While many are unaware, the human language is drastically redefining the future of SEO. The form and structure of text search is laconic and succinct, which makes it markedly different from the way we speak in normal conversation. Think about how you search when you type with a smartphone; the same search query would probably read: “London Pizza.”
The idea is logical. As voice search develops into a sophisticated and popular option, SEO will need to adapt by placing an increased emphasis on phrases and questions (rather than keywords), which means optimising for queries like “Where can I find…?” or “What is the…?”
This follows naturally when you consider that the way we speak takes a longer, more fluid form, often in the guise of questions rather than keywords. For SEO practitioners, this means semantic keyword targeting will lead to more variations of core search terms.

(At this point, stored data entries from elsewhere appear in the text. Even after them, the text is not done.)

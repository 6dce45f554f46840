//! Intermediate representation of one parsed skin-file command.
//!
//! Every non-empty line becomes an [`Element`]. Structural commands
//! (headers, `CATEGORY`, `VAR`, ...) are consumed by the resolver passes;
//! only data rows and `IMPORT_CATEGORY` directives survive categorization.

use crate::tokenize::Token;

/// Which typed store a category belongs to.
#[derive(Debug, Clone, Copy, PartialEq, Eq, Hash)]
pub enum StoreKind {
    Value,
    Texture,
    Font,
    Color,
}

impl StoreKind {
    /// Store name used in diagnostics and lookup errors.
    pub fn label(self) -> &'static str {
        match self {
            StoreKind::Value => "value",
            StoreKind::Texture => "sprite",
            StoreKind::Font => "font",
            StoreKind::Color => "color",
        }
    }
}

/// The command a line encodes, selected by its first token.
#[derive(Debug, Clone, PartialEq, Eq)]
pub enum Command {
    /// `[VALUES]` / `[TEXTURES]` / `[FONTS]` / `[COLORS]`
    Header(StoreKind),
    /// `CATEGORY <name>`
    Category,
    /// `USE_SPRITESHEET <path>`
    UseSpritesheet,
    /// `INCLUDE_FILE <relativePath>`
    IncludeFile,
    /// `IMPORT_CATEGORY <sourceCategory>`
    ImportCategory,
    /// `USE_CONTENTDIR <path>`
    UseContentDir,
    /// `VAR <name> <value>`
    Var,
    /// Any other first token: a data row named by that token.
    Data(String),
}

impl Command {
    fn classify(first: &str) -> Self {
        match first {
            "[VALUES]" => Command::Header(StoreKind::Value),
            "[TEXTURES]" => Command::Header(StoreKind::Texture),
            "[FONTS]" => Command::Header(StoreKind::Font),
            "[COLORS]" => Command::Header(StoreKind::Color),
            "CATEGORY" => Command::Category,
            "USE_SPRITESHEET" => Command::UseSpritesheet,
            "INCLUDE_FILE" => Command::IncludeFile,
            "IMPORT_CATEGORY" => Command::ImportCategory,
            "USE_CONTENTDIR" => Command::UseContentDir,
            "VAR" => Command::Var,
            other => Command::Data(other.to_string()),
        }
    }
}

/// One resolved command with its positional parameters and the context
/// stamped on it during ingestion and categorization.
#[derive(Debug, Clone, PartialEq, Eq)]
pub struct Element {
    pub command: Command,
    /// Positional arguments (every token after the first).
    pub params: Vec<String>,
    /// Enclosing category; assigned during categorization.
    pub category: String,
    /// Value kind of the enclosing category; assigned during categorization.
    pub kind: StoreKind,
    /// Spritesheet context active where this row appeared.
    pub spritesheet: String,
    /// Content-dir prefix active where this row appeared.
    pub content_dir: String,
    /// Source file, for diagnostics.
    pub file: String,
    /// Zero-based source line, for diagnostics.
    pub line: u32,
}

impl Element {
    /// Build an element from a tokenized line, or `None` for a line with
    /// no tokens.
    pub fn from_tokens(tokens: Vec<Token>, file: &str, line: u32) -> Option<Self> {
        let mut iter = tokens.into_iter();
        let first = iter.next()?;
        Some(Self {
            command: Command::classify(&first.text),
            params: iter.map(|t| t.text).collect(),
            category: String::new(),
            kind: StoreKind::Value,
            spritesheet: String::new(),
            content_dir: String::new(),
            file: file.to_string(),
            line,
        })
    }

    /// The data-row name, for `Command::Data` elements.
    pub fn data_name(&self) -> Option<&str> {
        match &self.command {
            Command::Data(name) => Some(name),
            _ => None,
        }
    }
}

#[cfg(test)]
mod tests {
    use super::*;
    use crate::tokenize::tokenize;

    fn parse(line: &str) -> Option<Element> {
        Element::from_tokens(tokenize(line), "test.skin", 0)
    }

    #[test]
    fn header_lines() {
        assert_eq!(
            parse("[VALUES]").unwrap().command,
            Command::Header(StoreKind::Value)
        );
        assert_eq!(
            parse("[TEXTURES]").unwrap().command,
            Command::Header(StoreKind::Texture)
        );
        assert_eq!(
            parse("[FONTS]").unwrap().command,
            Command::Header(StoreKind::Font)
        );
        assert_eq!(
            parse("[COLORS]").unwrap().command,
            Command::Header(StoreKind::Color)
        );
    }

    #[test]
    fn structural_commands() {
        assert_eq!(parse("CATEGORY Button").unwrap().command, Command::Category);
        assert_eq!(
            parse("USE_SPRITESHEET ui.sheet").unwrap().command,
            Command::UseSpritesheet
        );
        assert_eq!(
            parse("INCLUDE_FILE other.skin").unwrap().command,
            Command::IncludeFile
        );
        assert_eq!(
            parse("IMPORT_CATEGORY Base").unwrap().command,
            Command::ImportCategory
        );
        assert_eq!(
            parse("USE_CONTENTDIR gfx").unwrap().command,
            Command::UseContentDir
        );
        assert_eq!(parse("VAR x 1").unwrap().command, Command::Var);
    }

    #[test]
    fn data_row_takes_name_and_params() {
        let e = parse("Border 200 200 200").unwrap();
        assert_eq!(e.command, Command::Data("Border".into()));
        assert_eq!(e.data_name(), Some("Border"));
        assert_eq!(e.params, vec!["200", "200", "200"]);
    }

    #[test]
    fn blank_line_is_none() {
        assert!(parse("").is_none());
        assert!(parse("   # just a comment").is_none());
    }

    #[test]
    fn provenance_is_recorded() {
        let e = Element::from_tokens(tokenize("X 1"), "skins/a.skin", 41).unwrap();
        assert_eq!(e.file, "skins/a.skin");
        assert_eq!(e.line, 41);
    }

    #[test]
    fn clone_copies_params_deeply() {
        let mut a = parse("Row one two").unwrap();
        let b = a.clone();
        a.params[0] = "changed".into();
        assert_eq!(b.params[0], "one");
    }

    #[test]
    fn store_kind_labels() {
        assert_eq!(StoreKind::Value.label(), "value");
        assert_eq!(StoreKind::Texture.label(), "sprite");
        assert_eq!(StoreKind::Font.label(), "font");
        assert_eq!(StoreKind::Color.label(), "color");
    }
}
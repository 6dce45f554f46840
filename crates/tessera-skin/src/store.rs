//! The resolved, read-only skin store.
//!
//! Four independent two-level lookups keyed by `(category, name)`: fonts,
//! sprites, colors, and raw string values. Once built the store is
//! immutable; lookups of absent pairs return a typed
//! [`TesseraError::MissingEntry`].
//!
//! Duplicate `(category, name)` rows within one store kind keep the first
//! entry; the duplicate is skipped and reported.

use std::collections::HashMap;
use std::path::Path;

use tessera_types::diag::Diagnostics;
use tessera_types::error::{Result, TesseraError};
use tessera_types::font::MonoFont;
use tessera_types::resource::{ResourceGroup, ResourceLoader};
use tessera_types::sprite::Sprite;
use tessera_types::Color;

use crate::element::{Command, Element, StoreKind};
use crate::resolver;
use crate::source::{FsSource, MemorySource, SkinSource};

/// Everything needed to build a [`MonoFont`] once its texture is loaded.
#[derive(Debug, Clone, PartialEq, Eq)]
pub struct FontSpec {
    pub texture: String,
    /// Glyph rows of the grid texture, in order.
    pub characters: Vec<String>,
    pub char_width: u32,
    pub char_height: u32,
    pub grid_size: u32,
    pub h_space: u32,
    pub v_space: u32,
}

/// A sprite reference: a sheet region, or a standalone texture when
/// `spritesheet` is `None`.
#[derive(Debug, Clone, PartialEq, Eq)]
pub struct SpriteSpec {
    pub spritesheet: Option<String>,
    pub texture: String,
}

type Key = (String, String);

/// The typed skin store built by [`SkinFile::load`].
#[derive(Debug, Default)]
pub struct SkinFile {
    fonts: HashMap<Key, FontSpec>,
    sprites: HashMap<Key, SpriteSpec>,
    colors: HashMap<Key, Color>,
    values: HashMap<Key, String>,
}
//! Fixed-grid bitmap fonts.
//!
//! A [`MonoFont`] is a texture partitioned into uniform `grid_size` x
//! `grid_size` pixel cells, one glyph per cell. The character set is given
//! row by row; the glyph for row `r`, column `c` occupies the top-left
//! `char_width` x `char_height` pixels of cell `(c, r)`. Rasterization
//! happens in the backend via [`RenderBackend::blit_sub`]; this type only
//! holds metrics and source rectangles.

use std::collections::HashMap;

use crate::backend::{Color, RenderBackend, TextureId};
use crate::error::Result;
use crate::geometry::ViewRect;

/// A monospaced bitmap font loaded from a glyph-grid texture.
#[derive(Debug, Clone)]
pub struct MonoFont {
    texture: TextureId,
    char_width: u32,
    char_height: u32,
    h_space: u32,
    v_space: u32,
    glyphs: HashMap<char, ViewRect>,
}

impl MonoFont {
    /// Build the glyph table from character rows.
    ///
    /// Each string in `rows` names the glyphs of one texture row, left to
    /// right. A character listed twice keeps its first cell.
    pub fn new(
        texture: TextureId,
        rows: &[String],
        char_width: u32,
        char_height: u32,
        grid_size: u32,
        h_space: u32,
        v_space: u32,
    ) -> Self {
        let mut glyphs = HashMap::new();
        for (row, chars) in rows.iter().enumerate() {
            for (col, ch) in chars.chars().enumerate() {
                let rect = ViewRect::new(
                    col as i32 * grid_size as i32,
                    row as i32 * grid_size as i32,
                    char_width,
                    char_height,
                );
                glyphs.entry(ch).or_insert(rect);
            }
        }
        Self {
            texture,
            char_width,
            char_height,
            h_space,
            v_space,
            glyphs,
        }
    }

    pub fn texture(&self) -> TextureId {
        self.texture
    }

    pub fn char_width(&self) -> u32 {
        self.char_width
    }

    pub fn char_height(&self) -> u32 {
        self.char_height
    }

    /// Advance from one glyph origin to the next.
    pub fn advance(&self) -> u32 {
        self.char_width + self.h_space
    }

    /// Height of one text line including vertical spacing.
    pub fn line_height(&self) -> u32 {
        self.char_height + self.v_space
    }

    /// Source rectangle of a glyph, if the font defines it.
    pub fn glyph_rect(&self, ch: char) -> Option<ViewRect> {
        self.glyphs.get(&ch).copied()
    }

    /// Pixel width of a single-line string.
    pub fn measure(&self, text: &str) -> u32 {
        let n = text.chars().count() as u32;
        if n == 0 {
            return 0;
        }
        n * self.char_width + (n - 1) * self.h_space
    }

    /// Index of the character under pixel offset `px`, for caret placement.
    pub fn char_index_at(&self, text: &str, px: i32) -> usize {
        if px <= 0 {
            return 0;
        }
        let idx = (px as u32 + self.advance() / 2) / self.advance().max(1);
        (idx as usize).min(text.chars().count())
    }

    /// Draw a single line tinted with `color`. Glyphs the font does not
    /// define still advance the pen, leaving a gap.
    pub fn draw(
        &self,
        backend: &mut dyn RenderBackend,
        text: &str,
        x: i32,
        y: i32,
        color: Color,
    ) -> Result<()> {
        let mut pen = x;
        for ch in text.chars() {
            if let Some(src) = self.glyph_rect(ch) {
                backend.blit_sub_tinted(self.texture, src, pen, y, color)?;
            }
            pen += self.advance() as i32;
        }
        Ok(())
    }
}

#[cfg(test)]
mod tests {
    use super::*;

    fn ascii_font() -> MonoFont {
        MonoFont::new(
            TextureId(1),
            &["AB".to_string(), "ab".to_string()],
            6,
            9,
            10,
            1,
            2,
        )
    }

    #[test]
    fn glyph_rects_follow_grid() {
        let f = ascii_font();
        assert_eq!(f.glyph_rect('A'), Some(ViewRect::new(0, 0, 6, 9)));
        assert_eq!(f.glyph_rect('B'), Some(ViewRect::new(10, 0, 6, 9)));
        assert_eq!(f.glyph_rect('a'), Some(ViewRect::new(0, 10, 6, 9)));
        assert_eq!(f.glyph_rect('b'), Some(ViewRect::new(10, 10, 6, 9)));
        assert_eq!(f.glyph_rect('z'), None);
    }

    #[test]
    fn duplicate_char_keeps_first_cell() {
        let f = MonoFont::new(TextureId(1), &["AA".to_string()], 6, 9, 10, 1, 0);
        assert_eq!(f.glyph_rect('A'), Some(ViewRect::new(0, 0, 6, 9)));
    }

    #[test]
    fn measure_counts_spacing_between_glyphs() {
        let f = ascii_font();
        assert_eq!(f.measure(""), 0);
        assert_eq!(f.measure("A"), 6);
        assert_eq!(f.measure("AB"), 13); // 6 + 1 + 6
        assert_eq!(f.measure("ABA"), 20);
    }

    #[test]
    fn line_height_includes_vertical_space() {
        assert_eq!(ascii_font().line_height(), 11);
    }

    #[test]
    fn char_index_at_midpoints() {
        let f = ascii_font(); // advance 7
        assert_eq!(f.char_index_at("ABAB", -5), 0);
        assert_eq!(f.char_index_at("ABAB", 0), 0);
        assert_eq!(f.char_index_at("ABAB", 4), 1);
        assert_eq!(f.char_index_at("ABAB", 7), 1);
        assert_eq!(f.char_index_at("ABAB", 500), 4);
    }
}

Optimising content for context
Voice search provides an array of context and insight that marketers must learn to interpret. This includes crucial information like location, time of day, to what the consumer wants. The exciting element lies in deriving meaning from this data. This helps to identify routines and habits, which returns to the seminal backbone of successful marketing: understanding your consumer. In effect, SEO proves essential to the entire process of creating a bespoke, targeted marketing strategy for your consumers.

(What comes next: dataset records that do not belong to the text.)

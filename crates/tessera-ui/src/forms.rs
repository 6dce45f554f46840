//! Prebuilt dialogue forms: alert and yes/no confirmation.
//!
//! Builders assemble a [`Dialogue`] with a message label and buttons and
//! hand back a shared result cell. The driver polls the cell and closes
//! the form once a choice lands.

use std::cell::Cell;
use std::rc::Rc;

use tessera_skin::SkinFile;
use tessera_types::error::Result;
use tessera_types::resource::{ResourceGroup, ResourceLoader};

use crate::button::Button;
use crate::dialogue::Dialogue;
use crate::label::Label;
use crate::push;
use crate::widget::Widget;

/// An informational dialogue with a single OK button.
///
/// Returns the form and a flag that flips when OK is clicked.
pub fn alert_form(
    skin: &SkinFile,
    loader: &mut dyn ResourceLoader,
    group: ResourceGroup,
    title: &str,
    message: &str,
) -> Result<(Dialogue, Rc<Cell<bool>>)> {
    let acknowledged = Rc::new(Cell::new(false));

    let mut dialogue = Dialogue::new(title);
    dialogue.init(skin, None, loader, group)?;

    let mut label = Label::new(message);
    label.init(skin, None, loader, group)?;

    let mut ok = Button::new("OK");
    ok.init(skin, None, loader, group)?;
    let flag = Rc::clone(&acknowledged);
    ok.on_click(move |_| flag.set(true));

    size_to_content(&mut dialogue, &[label.core().width(), ok.core().width()]);

    let label_slot = dialogue.add(Box::new(label)).map_err(|e| e.error)?;
    let ok_slot = dialogue.add(Box::new(ok)).map_err(|e| e.error)?;

    arrange_rows(&mut dialogue, label_slot, &[ok_slot]);
    Ok((dialogue, acknowledged))
}

/// A confirmation dialogue with Yes and No buttons.
///
/// The cell holds `None` until a choice is made.
pub fn yes_no_form(
    skin: &SkinFile,
    loader: &mut dyn ResourceLoader,
    group: ResourceGroup,
    title: &str,
    message: &str,
) -> Result<(Dialogue, Rc<Cell<Option<bool>>>)> {
    let choice: Rc<Cell<Option<bool>>> = Rc::new(Cell::new(None));

    let mut dialogue = Dialogue::new(title);
    dialogue.init(skin, None, loader, group)?;

    let mut label = Label::new(message);
    label.init(skin, None, loader, group)?;

    let mut yes = Button::new("Yes");
    yes.init(skin, None, loader, group)?;
    let yes_flag = Rc::clone(&choice);
    yes.on_click(move |_| yes_flag.set(Some(true)));

    let mut no = Button::new("No");
    no.init(skin, None, loader, group)?;
    let no_flag = Rc::clone(&choice);
    no.on_click(move |_| no_flag.set(Some(false)));

    size_to_content(
        &mut dialogue,
        &[
            label.core().width(),
            yes.core().width() + no.core().width() + 8,
        ],
    );

    let label_slot = dialogue.add(Box::new(label)).map_err(|e| e.error)?;
    let yes_slot = dialogue.add(Box::new(yes)).map_err(|e| e.error)?;
    let no_slot = dialogue.add(Box::new(no)).map_err(|e| e.error)?;

    arrange_rows(&mut dialogue, label_slot, &[yes_slot, no_slot]);
    Ok((dialogue, choice))
}

const MARGIN: u32 = 10;

fn size_to_content(dialogue: &mut Dialogue, widths: &[u32]) {
    let content = widths.iter().copied().max().unwrap_or(0);
    let width = (content + 2 * MARGIN).max(dialogue.core().min_width);
    dialogue.core_mut().set_size(width, 90);
}

/// Message centered in the upper half, buttons side by side near the
/// bottom.
fn arrange_rows(
    dialogue: &mut Dialogue,
    label: crate::container::SlotId,
    buttons: &[crate::container::SlotId],
) {
    if let Some(widget) = dialogue.slots_mut().child_mut(label) {
        let core = widget.core_mut();
        push::to_horizontal_center(core);
        core.y = 8;
    }

    let button_cores: Vec<u32> = buttons
        .iter()
        .filter_map(|slot| dialogue.slots().child(*slot))
        .map(|w| w.core().width())
        .collect();
    let total: u32 = button_cores.iter().sum::<u32>() + 8 * (button_cores.len() as u32 - 1);

    let mut x = {
        let bounds_width = dialogue
            .slots()
            .child(label)
            .map(|w| w.core().boundaries.width)
            .unwrap_or(0);
        (bounds_width as i32 - total as i32) / 2
    };
    for slot in buttons {
        if let Some(widget) = dialogue.slots_mut().child_mut(*slot) {
            let core = widget.core_mut();
            core.x = x;
            push::from_side(core, 8, push::Side::Bottom);
            x += core.width() as i32 + 8;
        }
    }
}

#[cfg(test)]
mod tests {
    use super::*;
    use crate::runtime::FrameClock;
    use crate::test_utils::{test_skin, StubLoader};
    use crate::widget::UpdateContext;
    use tessera_types::config::UiConfig;
    use tessera_types::diag::RecordingDiagnostics;
    use tessera_types::input::{InputState, MouseButton};
    use tessera_types::ViewRect;

    fn drive(dialogue: &mut Dialogue, input: &InputState) {
        let clock = FrameClock::new();
        let config = UiConfig::default();
        let mut diag = RecordingDiagnostics::new();
        let mut ctx = UpdateContext {
            input,
            clock: &clock,
            config: &config,
            diag: &mut diag,
        };
        dialogue.update(&mut ctx);
    }

    fn click_at(dialogue: &mut Dialogue, x: i32, y: i32) {
        let mut input = InputState::new();
        input.set_mouse_position(x, y);
        input.press(MouseButton::Left);
        drive(dialogue, &input);
        input.begin_frame();
        input.release(MouseButton::Left);
        drive(dialogue, &input);
    }

    fn button_center(dialogue: &Dialogue, label: &str) -> (i32, i32) {
        for (_, widget) in dialogue.slots().iter() {
            if let Some(button) = widget.as_any().downcast_ref::<Button>()
                && button.label == label
            {
                let r = widget.core().visible_rect();
                return (r.x + r.width as i32 / 2, r.y + r.height as i32 / 2);
            }
        }
        panic!("no button labeled {label}");
    }

    fn prepared<T>(pair: (Dialogue, T)) -> (Dialogue, T) {
        let (mut dialogue, result) = pair;
        let core = dialogue.core_mut();
        core.boundaries = ViewRect::new(0, 0, 640, 480);
        core.master_boundaries = core.boundaries;
        (dialogue, result)
    }

    #[test]
    fn alert_builds_label_and_button() {
        let skin = test_skin();
        let mut loader = StubLoader::new();
        let (dialogue, acknowledged) =
            prepared(alert_form(&skin, &mut loader, 0, "Note", "Saved!").unwrap());
        assert_eq!(dialogue.slots().child_count(), 2);
        assert!(!acknowledged.get());
    }

    #[test]
    fn alert_ok_sets_flag() {
        let skin = test_skin();
        let mut loader = StubLoader::new();
        let (mut dialogue, acknowledged) =
            prepared(alert_form(&skin, &mut loader, 0, "Note", "Saved!").unwrap());
        // Frames must run once so child frames are synced.
        let input = InputState::new();
        drive(&mut dialogue, &input);

        let (x, y) = button_center(&dialogue, "OK");
        click_at(&mut dialogue, x, y);
        assert!(acknowledged.get());
    }

    #[test]
    fn yes_no_reports_choice() {
        let skin = test_skin();
        let mut loader = StubLoader::new();
        let (mut dialogue, choice) =
            prepared(yes_no_form(&skin, &mut loader, 0, "Quit", "Really quit?").unwrap());
        let input = InputState::new();
        drive(&mut dialogue, &input);
        assert_eq!(choice.get(), None);

        let (x, y) = button_center(&dialogue, "No");
        click_at(&mut dialogue, x, y);
        assert_eq!(choice.get(), Some(false));
    }

    #[test]
    fn yes_no_buttons_do_not_overlap() {
        let skin = test_skin();
        let mut loader = StubLoader::new();
        let (mut dialogue, _choice) =
            prepared(yes_no_form(&skin, &mut loader, 0, "Quit", "Really?").unwrap());
        let input = InputState::new();
        drive(&mut dialogue, &input);
        let yes = button_center(&dialogue, "Yes");
        let no = button_center(&dialogue, "No");
        assert_ne!(yes.0, no.0);
    }

    #[test]
    fn dialogue_wide_enough_for_message() {
        let skin = test_skin();
        let mut loader = StubLoader::new();
        let (dialogue, _ack) = prepared(
            alert_form(
                &skin,
                &mut loader,
                0,
                "Note",
                "a rather long informational message",
            )
            .unwrap(),
        );
        for (_, widget) in dialogue.slots().iter() {
            assert!(widget.core().width() <= dialogue.core().width());
        }
    }
}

It’s unequivocally clear that content is being optimised for mobile; as of 19 October, Google scaled back its desktop voice offering, a rather blatant indication of where it sees the industry heading. When we look at mobile, we look for behavioural trends and patterns to predict what your audience wants. Optimising content for context is crucial in positioning yourself favourably at different stages of the consumer path to purchase.
The landscape of SEO
As we delve ever deeper into the digital age, understanding the relationship of SEO with other search channels (such as social media) will be essential to maximising visibility with your customer. Dynamic, personalised content will make the user experience more enjoyable and useful, especially as we enter the era of the ‘connected consumer.’ It just goes to show that it’s now more important than ever before to invest in a fully integrated digital marketing strategy.